Additional details about the promotions will be announced at a later date.
Guinness, Johnnie Walker Maker, Diageo Records 16% Rise in H2 2021 Global Sales
Maker of Guinness, Johnnie Walker, Smirnoff Vodka and other alcoholic beverages, Diageo has recorded a 16 percent rise in sales in the second half (H2) of 2021, with earnings totaling £8 billion.
The sales of the beverages soared in the last six months of 2021, thanks to the reopening of bars, pubs and restaurants across countries easing COVID-19 restrictions.
It should be recalled that many during the lockdown in Europe, North America and other parts of the world stocked up liquor in their homes. This, however, did not help sales of alcoholic beverages due to the closure of bars, restaurants and other entertainment services.

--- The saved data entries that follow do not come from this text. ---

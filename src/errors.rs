use reqwest::StatusCode;
use thiserror::Error;

#[derive(Debug, Error)]
pub enum ApiError {
    #[error("{0}")]
    Transport(#[from] reqwest::Error),

    #[error("unexpected status {0}")]
    Status(StatusCode),

    #[error("{0}")]
    Rejected(String),

    #[error("malformed payload: {0}")]
    Decode(#[from] serde_json::Error),

    /// The requested page exists but holds no rows.
    #[error("no data for this range")]
    NoData,

    #[error("{0}")]
    Validation(String),
}

impl ApiError {
    pub fn validation(message: impl Into<String>) -> Self {
        Self::Validation(message.into())
    }

    /// Transport and status failures share the generic alert; application
    /// failures carry the server's reason.
    pub fn is_http(&self) -> bool {
        matches!(self, Self::Transport(_) | Self::Status(_))
    }

    pub fn user_message(&self) -> String {
        if self.is_http() {
            format!("http error: {self}")
        } else {
            self.to_string()
        }
    }
}

#[derive(Debug, Error)]
pub enum ConfigError {
    #[error("missing API token (set MYPAGE_API_TOKEN or pass --token)")]
    MissingToken,

    #[error("invalid base url {url:?}: {reason}")]
    InvalidBaseUrl { url: String, reason: String },

    #[error("invalid page limit {0:?}")]
    InvalidLimit(String),
}

#[cfg(test)]
mod tests {
    use super::*;

    #[test]
    fn http_errors_get_generic_prefix() {
        let err = ApiError::Status(StatusCode::BAD_GATEWAY);
        assert_eq!(err.user_message(), "http error: unexpected status 502 Bad Gateway");
        assert!(err.is_http());
    }

    #[test]
    fn rejected_errors_show_reason_verbatim() {
        let err = ApiError::Rejected("tag not found".into());
        assert_eq!(err.user_message(), "tag not found");
        assert!(!err.is_http());
    }
}
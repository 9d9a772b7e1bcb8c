//! Clients - stores behind the inventory
//!
//! The record store holds vehicle documents and the metadata snapshot; the
//! blob store holds vehicle photos. Both are traits so the server can run
//! against the hosted services or the in-memory stores used by tests.

pub mod firebase_database;
pub mod firebase_storage;
pub mod memory_store;

use async_trait::async_trait;
use serde::{Deserialize, Serialize};
use serde_json::Value;
use thiserror::Error;

pub use firebase_database::FirebaseDatabaseClient;
pub use firebase_storage::FirebaseStorageClient;
pub use memory_store::{MemoryBlobStore, MemoryRecordStore};

#[derive(Debug, Error)]
pub enum ClientError {
    #[error("HTTP error: {0}")]
    Http(#[from] reqwest::Error),

    #[error("Unexpected status {status} from {url}")]
    Status { status: u16, url: String },

    #[error("Invalid payload: {0}")]
    Payload(#[from] serde_json::Error),

    #[error("Object {0} has no download token")]
    MissingToken(String),

    #[error("Store unavailable: {0}")]
    Unavailable(String),
}

pub type ClientResult<T> = Result<T, ClientError>;

/// Key → JSON document store
#[async_trait]
pub trait RecordStore: Send + Sync {
    /// Document at `path`, `None` when absent
    async fn get(&self, path: &str) -> ClientResult<Option<Value>>;

    /// Replace the document at `path`
    async fn set(&self, path: &str, value: &Value) -> ClientResult<()>;
}

/// Object in the blob store
#[derive(Debug, Clone, Serialize, Deserialize, PartialEq, Eq)]
pub struct StoredObject {
    /// Full object path, e.g. `inventory/A100/1.jpg`
    pub full_path: String,
}

impl StoredObject {
    pub fn new(full_path: impl Into<String>) -> Self {
        Self {
            full_path: full_path.into(),
        }
    }

    /// Last path segment
    pub fn name(&self) -> &str {
        self.full_path
            .rsplit('/')
            .next()
            .unwrap_or(&self.full_path)
    }
}

/// Listing and URL resolution for stored photos
#[async_trait]
pub trait BlobStore: Send + Sync {
    /// Objects directly under `prefix`, at most `max_results`
    async fn list(&self, prefix: &str, max_results: usize) -> ClientResult<Vec<StoredObject>>;

    /// Public download URL of one object
    async fn download_url(&self, object: &StoredObject) -> ClientResult<String>;
}

#[cfg(test)]
mod tests {
    use super::*;

    #[test]
    fn test_object_name() {
        assert_eq!(StoredObject::new("inventory/A1/2.jpg").name(), "2.jpg");
        assert_eq!(StoredObject::new("front.jpg").name(), "front.jpg");
    }
}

Diageo in the H2 of 2021, noted that it witnessed a recovery in its ‘on-trade’ business, which refers to sales to hotels and bars and restaurants. This is because these relaxation centres had to restock and buy more than the previous year.
The company also continued to receive high demands in its ‘off-trade business’ – or sales to supermarkets and food retailers.

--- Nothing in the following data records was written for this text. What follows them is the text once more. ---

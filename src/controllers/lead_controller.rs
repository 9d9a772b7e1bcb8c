//! Lead capture controller
//!
//! Checks run in a fixed order and the first failure is reported.

use std::sync::Arc;

use validator::Validate;

use crate::dto::lead_dto::{LeadRequest, ValidLead};
use crate::dto::ApiStatus;
use crate::repositories::InventoryRepository;
use crate::services::{LeadMailer, LeadNotification};
use crate::state::AppState;
use crate::utils::errors::{bad_request_error, AppResult};
use crate::utils::validation::{validate_email, validate_full_name, validate_stock_number};

pub struct LeadController {
    repository: InventoryRepository,
    mailer: Arc<dyn LeadMailer>,
}

impl LeadController {
    pub fn new(state: &AppState) -> Self {
        Self {
            repository: state.inventory.clone(),
            mailer: state.mailer.clone(),
        }
    }

    pub async fn submit(&self, request: LeadRequest) -> AppResult<ApiStatus> {
        let lead = Self::check(&request)?;
        request.validate()?;

        let vehicle = self
            .repository
            .find_by_stock_num(&lead.stock_num)
            .await?
            .ok_or_else(|| bad_request_error("Vehicle does not exist"))?;

        self.mailer
            .send_lead(&LeadNotification::new(lead, vehicle))
            .await?;

        Ok(ApiStatus::ok())
    }

    fn check(request: &LeadRequest) -> AppResult<ValidLead> {
        let stock_num = request.stocknum.as_deref().unwrap_or_default().trim();
        if validate_stock_number(stock_num).is_err() {
            return Err(bad_request_error("Invalid stock number"));
        }

        let email = request.email.as_deref().unwrap_or_default().trim();
        if validate_email(email).is_err() {
            return Err(bad_request_error("Invalid email provided"));
        }

        // The space check runs on the name as sent; "Jane " passes
        let full_name = request.fullname.as_deref().unwrap_or_default();
        if validate_full_name(full_name).is_err() {
            return Err(bad_request_error("Invalid name provided"));
        }

        Ok(ValidLead {
            stock_num: stock_num.to_string(),
            email: email.to_string(),
            full_name: full_name.trim().to_string(),
        })
    }
}

#[cfg(test)]
mod tests {
    use super::*;
    use crate::utils::errors::AppError;

    fn request(stocknum: &str, email: &str, fullname: &str) -> LeadRequest {
        LeadRequest {
            stocknum: Some(stocknum.to_string()),
            email: Some(email.to_string()),
            fullname: Some(fullname.to_string()),
        }
    }

    fn message(result: AppResult<ValidLead>) -> String {
        match result {
            Err(AppError::BadRequest(msg)) => msg,
            other => panic!("expected bad request, got {:?}", other.map(|l| l.stock_num)),
        }
    }

    #[test]
    fn test_checks_run_in_order() {
        assert_eq!(
            message(LeadController::check(&request("", "nope", "Jane"))),
            "Invalid stock number"
        );
        assert_eq!(
            message(LeadController::check(&request("A1", "nope", "Jane"))),
            "Invalid email provided"
        );
        assert_eq!(
            message(LeadController::check(&request("A1", "jane@example.com", "Jane"))),
            "Invalid name provided"
        );
    }

    #[test]
    fn test_valid_lead_is_trimmed() {
        let lead = LeadController::check(&request(" A1 ", " jane@example.com", "Jane Doe ")).unwrap();
        assert_eq!(
            lead,
            ValidLead {
                stock_num: "A1".to_string(),
                email: "jane@example.com".to_string(),
                full_name: "Jane Doe".to_string(),
            }
        );
    }

    #[test]
    fn test_trailing_space_counts_as_name_separator() {
        let lead = LeadController::check(&request("A1", "jane@example.com", "Jane ")).unwrap();
        assert_eq!(lead.full_name, "Jane");

        assert_eq!(
            message(LeadController::check(&request("A1", "jane@example.com", "   "))),
            "Invalid name provided"
        );
    }

    #[test]
    fn test_missing_fields() {
        assert_eq!(
            message(LeadController::check(&LeadRequest::default())),
            "Invalid stock number"
        );
    }
}
//! Realtime database REST client
//!
//! `GET {url}/{path}.json` reads a node (JSON `null` when absent),
//! `PUT` replaces it. The optional database secret goes in `auth`.

use async_trait::async_trait;
use reqwest::{Client, StatusCode};
use serde_json::Value;

use super::{ClientError, ClientResult, RecordStore};
use crate::config::DatabaseConfig;

pub struct FirebaseDatabaseClient {
    client: Client,
    base_url: String,
    auth_secret: Option<String>,
}

impl FirebaseDatabaseClient {
    pub fn new(config: &DatabaseConfig) -> ClientResult<Self> {
        let client = Client::builder()
            .timeout(config.request_timeout)
            .build()?;

        Ok(Self {
            client,
            base_url: config.url.clone(),
            auth_secret: config.auth_secret.clone(),
        })
    }

    fn node_url(&self, path: &str) -> String {
        format!("{}/{}.json", self.base_url, path.trim_matches('/'))
    }

    fn with_auth(&self, request: reqwest::RequestBuilder) -> reqwest::RequestBuilder {
        match &self.auth_secret {
            Some(secret) => request.query(&[("auth", secret)]),
            None => request,
        }
    }
}

#[async_trait]
impl RecordStore for FirebaseDatabaseClient {
    async fn get(&self, path: &str) -> ClientResult<Option<Value>> {
        let url = self.node_url(path);
        log::debug!("📡 GET {}", url);

        let response = self.with_auth(self.client.get(&url)).send().await?;
        let status = response.status();

        if status == StatusCode::NOT_FOUND {
            return Ok(None);
        }
        if !status.is_success() {
            log::error!("❌ Record store answered {} for {}", status, url);
            return Err(ClientError::Status {
                status: status.as_u16(),
                url,
            });
        }

        match response.json::<Value>().await? {
            Value::Null => Ok(None),
            value => Ok(Some(value)),
        }
    }

    async fn set(&self, path: &str, value: &Value) -> ClientResult<()> {
        let url = self.node_url(path);
        log::info!("💾 PUT {}", url);

        let response = self
            .with_auth(self.client.put(&url))
            .json(value)
            .send()
            .await?;
        let status = response.status();

        if !status.is_success() {
            log::error!("❌ Record store rejected write to {}: {}", url, status);
            return Err(ClientError::Status {
                status: status.as_u16(),
                url,
            });
        }

        Ok(())
    }
}

#[cfg(test)]
mod tests {
    use super::*;

    #[test]
    fn test_node_url() {
        let config = DatabaseConfig {
            url: "https://dealer.firebaseio.com".to_string(),
            ..DatabaseConfig::default()
        };
        let client = FirebaseDatabaseClient::new(&config).unwrap();
        assert_eq!(
            client.node_url("/inventory/A1/"),
            "https://dealer.firebaseio.com/inventory/A1.json"
        );
    }
}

According to the liquor company, sales of its premium alcohol, which include its scotch, tequila and beer, brought in more than half of the percentage of its H2 revenue, as the ‘pandemic trend for finer booze’ continued.
Diageo products sales in Britain alone, during the last six months rose to 19 percent, with Guinness particularly strong, up more than 30 percent compared to the second half of 2020.

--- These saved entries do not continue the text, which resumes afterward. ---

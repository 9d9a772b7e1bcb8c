//! Data models
//!
//! Vehicle records as stored, derived inventory metadata and image links.

pub mod image;
pub mod inventory;
pub mod metadata;
pub mod vehicle;

pub use image::{VehicleImage, VehicleWithImages};
pub use inventory::InventorySnapshot;
pub use metadata::{InventoryMetadata, UNKNOWN_FACET};
pub use vehicle::{
    BodyStyle, Color, Condition, Drivetrain, EpaRating, FuelType, Transmission, Vehicle,
};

The London-based company further noted that all its drink categories recorded growth, with its tequila, Don Julio and Casamigos sales rising 56 percent globally. These brands are enjoying rising popularity, Diageo stated. Its Whiskey sales also witnessed a 27 percent rise, including a 31 percent rise for Johnnie Walker.
Although Diageo recorded high sales in more than 200 brands it owns in 180 countries, its gin products appear to have fallen out of public favour, with sales dipping in the last six months. Some of its popular gin brands include Gordon’s Gin, Tanqueray gin, Captain Morgan rum, Baileys and Talisker whisky.
The spirits sales were however strong in Britain, rising 13 percent thanks to booming demand for vodka, in which sales shot up by 21 percent, driven mostly by Smirnoff.
Despite the boost in sales, Diageo has not been immune to rising inflation in all aspects of its business, due to the surge in fees from shipping to acquiring raw materials and higher energy bills.
According to the liquor company’s finance chief, Lavanya Chandrashekar said that the inflation has led to price rises in some categories.
“We don’t do pricing action across the board. We have taken price (rises) in tequila in the US by 4.5 per cent.” She also said the company has taken some price in emerging markets such as Nigeria and Turkey. “we’ve taken several rounds of pricing in these markets. It’s really on a case-by-base basis and it is done selectively in a very disciplined manner,” Chandrashekar added.
With its brands having differing range in prices, Diageo is well equipped to weather these price pressures, as customers who choose to go for an affordable liquor will still likely opt for an alternative Diageo product.
“Cost inflation has been the subject of much debate in corporate boardrooms, but Diageo benefits from the nature of the sector in which it operates. Its ability to pass on price increases, as well as ongoing productivity savings, has more than offset such inflation, with its move towards “premiumisation” providing additional insurance,” Head of Markets at Interactive Investor, Richard Hunter explained.